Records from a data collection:
- - - -

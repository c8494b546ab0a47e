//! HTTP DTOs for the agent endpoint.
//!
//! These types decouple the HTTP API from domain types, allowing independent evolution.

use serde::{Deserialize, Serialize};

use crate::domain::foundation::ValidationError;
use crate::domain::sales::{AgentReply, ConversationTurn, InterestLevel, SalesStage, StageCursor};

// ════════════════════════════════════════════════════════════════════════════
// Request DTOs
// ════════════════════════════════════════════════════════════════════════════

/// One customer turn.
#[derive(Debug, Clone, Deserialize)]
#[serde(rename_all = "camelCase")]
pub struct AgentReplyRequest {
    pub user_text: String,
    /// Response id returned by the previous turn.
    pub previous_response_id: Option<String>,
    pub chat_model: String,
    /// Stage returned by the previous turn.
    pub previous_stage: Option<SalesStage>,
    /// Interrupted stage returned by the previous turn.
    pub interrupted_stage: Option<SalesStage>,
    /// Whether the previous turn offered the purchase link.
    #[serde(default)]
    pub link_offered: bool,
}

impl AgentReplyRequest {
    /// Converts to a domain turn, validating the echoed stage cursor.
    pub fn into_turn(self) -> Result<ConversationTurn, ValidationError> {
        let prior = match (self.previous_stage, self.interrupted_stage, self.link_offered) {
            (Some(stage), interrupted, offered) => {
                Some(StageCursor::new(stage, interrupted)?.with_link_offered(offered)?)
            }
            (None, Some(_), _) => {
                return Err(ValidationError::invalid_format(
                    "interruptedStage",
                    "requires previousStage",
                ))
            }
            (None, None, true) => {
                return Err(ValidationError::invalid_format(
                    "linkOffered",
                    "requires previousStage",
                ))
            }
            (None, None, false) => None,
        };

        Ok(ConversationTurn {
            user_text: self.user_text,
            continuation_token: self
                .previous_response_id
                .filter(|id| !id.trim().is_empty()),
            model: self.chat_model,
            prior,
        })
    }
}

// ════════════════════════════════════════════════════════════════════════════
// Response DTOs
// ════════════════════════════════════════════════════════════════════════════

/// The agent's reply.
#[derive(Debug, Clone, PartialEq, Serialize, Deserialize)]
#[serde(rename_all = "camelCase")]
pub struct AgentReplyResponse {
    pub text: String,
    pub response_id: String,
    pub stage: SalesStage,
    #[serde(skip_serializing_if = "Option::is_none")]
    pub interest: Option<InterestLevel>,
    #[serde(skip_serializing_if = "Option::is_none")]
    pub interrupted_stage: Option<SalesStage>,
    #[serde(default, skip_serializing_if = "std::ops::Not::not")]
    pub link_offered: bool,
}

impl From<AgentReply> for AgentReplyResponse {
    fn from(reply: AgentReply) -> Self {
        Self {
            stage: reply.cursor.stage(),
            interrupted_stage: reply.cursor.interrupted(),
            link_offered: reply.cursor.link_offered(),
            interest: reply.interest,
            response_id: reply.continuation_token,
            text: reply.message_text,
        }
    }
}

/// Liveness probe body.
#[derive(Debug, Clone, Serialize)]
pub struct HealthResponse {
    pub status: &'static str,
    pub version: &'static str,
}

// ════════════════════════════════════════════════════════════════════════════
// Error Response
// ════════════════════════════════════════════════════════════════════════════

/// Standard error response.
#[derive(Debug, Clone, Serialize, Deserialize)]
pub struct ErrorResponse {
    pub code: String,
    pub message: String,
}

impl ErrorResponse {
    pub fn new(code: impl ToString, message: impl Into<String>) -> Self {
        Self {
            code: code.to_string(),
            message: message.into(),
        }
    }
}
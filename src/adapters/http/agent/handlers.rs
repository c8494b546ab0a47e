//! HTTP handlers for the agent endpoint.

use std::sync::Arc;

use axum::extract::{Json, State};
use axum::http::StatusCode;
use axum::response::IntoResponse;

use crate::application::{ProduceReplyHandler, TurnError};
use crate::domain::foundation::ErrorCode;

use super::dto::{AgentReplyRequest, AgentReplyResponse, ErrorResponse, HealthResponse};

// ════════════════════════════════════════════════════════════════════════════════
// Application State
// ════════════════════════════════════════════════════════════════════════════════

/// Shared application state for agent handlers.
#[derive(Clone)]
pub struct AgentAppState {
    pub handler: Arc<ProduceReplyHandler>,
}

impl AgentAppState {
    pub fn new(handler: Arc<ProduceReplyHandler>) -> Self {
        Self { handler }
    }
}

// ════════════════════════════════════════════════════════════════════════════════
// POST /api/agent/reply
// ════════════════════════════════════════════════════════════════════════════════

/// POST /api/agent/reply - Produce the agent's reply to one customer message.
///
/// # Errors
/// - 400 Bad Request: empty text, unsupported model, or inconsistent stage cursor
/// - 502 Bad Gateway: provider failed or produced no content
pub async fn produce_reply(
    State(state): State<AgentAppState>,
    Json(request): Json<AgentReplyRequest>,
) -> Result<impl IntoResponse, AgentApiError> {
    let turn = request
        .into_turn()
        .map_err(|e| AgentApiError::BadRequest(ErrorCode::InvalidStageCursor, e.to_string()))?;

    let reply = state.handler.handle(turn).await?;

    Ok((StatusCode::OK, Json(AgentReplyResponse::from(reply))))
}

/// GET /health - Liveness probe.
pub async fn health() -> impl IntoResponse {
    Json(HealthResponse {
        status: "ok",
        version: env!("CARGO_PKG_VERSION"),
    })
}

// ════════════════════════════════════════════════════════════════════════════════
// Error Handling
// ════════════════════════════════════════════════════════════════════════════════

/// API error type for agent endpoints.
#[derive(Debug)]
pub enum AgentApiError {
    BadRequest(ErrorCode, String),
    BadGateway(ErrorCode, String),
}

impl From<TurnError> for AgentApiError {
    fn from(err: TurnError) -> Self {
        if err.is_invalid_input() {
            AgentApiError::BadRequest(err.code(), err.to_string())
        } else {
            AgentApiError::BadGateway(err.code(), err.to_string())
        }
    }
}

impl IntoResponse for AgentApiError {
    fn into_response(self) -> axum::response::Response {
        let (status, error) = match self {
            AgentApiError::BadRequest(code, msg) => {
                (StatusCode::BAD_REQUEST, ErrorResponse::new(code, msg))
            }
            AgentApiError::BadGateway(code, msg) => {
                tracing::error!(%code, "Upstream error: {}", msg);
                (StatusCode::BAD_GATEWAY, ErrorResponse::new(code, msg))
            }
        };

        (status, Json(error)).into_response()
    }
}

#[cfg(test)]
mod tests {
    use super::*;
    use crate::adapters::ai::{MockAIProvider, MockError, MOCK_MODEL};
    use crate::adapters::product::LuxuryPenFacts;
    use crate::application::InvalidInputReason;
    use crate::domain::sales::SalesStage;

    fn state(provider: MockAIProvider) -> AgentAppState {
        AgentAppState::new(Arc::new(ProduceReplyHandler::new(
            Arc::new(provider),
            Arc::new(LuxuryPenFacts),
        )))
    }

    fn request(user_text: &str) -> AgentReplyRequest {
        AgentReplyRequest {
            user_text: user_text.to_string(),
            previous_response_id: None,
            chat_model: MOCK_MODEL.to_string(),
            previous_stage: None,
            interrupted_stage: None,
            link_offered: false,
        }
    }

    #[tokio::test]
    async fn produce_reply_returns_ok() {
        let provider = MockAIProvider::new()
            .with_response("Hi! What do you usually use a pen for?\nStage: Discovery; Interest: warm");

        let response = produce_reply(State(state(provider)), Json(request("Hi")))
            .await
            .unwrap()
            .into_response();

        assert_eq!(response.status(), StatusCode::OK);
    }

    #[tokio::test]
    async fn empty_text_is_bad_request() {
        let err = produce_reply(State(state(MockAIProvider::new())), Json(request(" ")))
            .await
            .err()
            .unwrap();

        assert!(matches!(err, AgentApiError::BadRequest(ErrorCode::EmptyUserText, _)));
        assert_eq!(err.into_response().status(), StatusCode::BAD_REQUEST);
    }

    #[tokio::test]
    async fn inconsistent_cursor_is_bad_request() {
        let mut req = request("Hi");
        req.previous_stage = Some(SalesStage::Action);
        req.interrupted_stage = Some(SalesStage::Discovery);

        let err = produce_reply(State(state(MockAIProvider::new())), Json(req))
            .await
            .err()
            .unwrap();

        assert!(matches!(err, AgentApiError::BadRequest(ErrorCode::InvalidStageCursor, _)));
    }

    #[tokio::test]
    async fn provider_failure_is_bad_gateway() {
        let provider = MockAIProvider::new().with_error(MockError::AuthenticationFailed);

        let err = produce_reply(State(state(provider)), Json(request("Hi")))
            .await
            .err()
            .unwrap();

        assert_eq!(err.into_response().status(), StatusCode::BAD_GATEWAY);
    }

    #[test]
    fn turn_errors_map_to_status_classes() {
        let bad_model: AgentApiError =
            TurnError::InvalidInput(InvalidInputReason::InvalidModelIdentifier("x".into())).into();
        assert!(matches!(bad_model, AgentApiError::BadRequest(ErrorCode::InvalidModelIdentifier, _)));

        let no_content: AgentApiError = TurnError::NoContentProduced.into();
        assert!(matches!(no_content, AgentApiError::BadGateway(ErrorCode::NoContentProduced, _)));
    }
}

- - - -

BRIEF — Output exactly the span of lines beginning at the first line of the records and ending at the line that holds "use crate::domain::foundation::ValidationError;", inclusive, with no other text.

OUTPUT FOR THIS TASK —
repository c8494b546ab0a47e
//! HTTP DTOs for the agent endpoint.
//!
//! These types decouple the HTTP API from domain types, allowing independent evolution.

use serde::{Deserialize, Serialize};

use crate::domain::foundation::ValidationError;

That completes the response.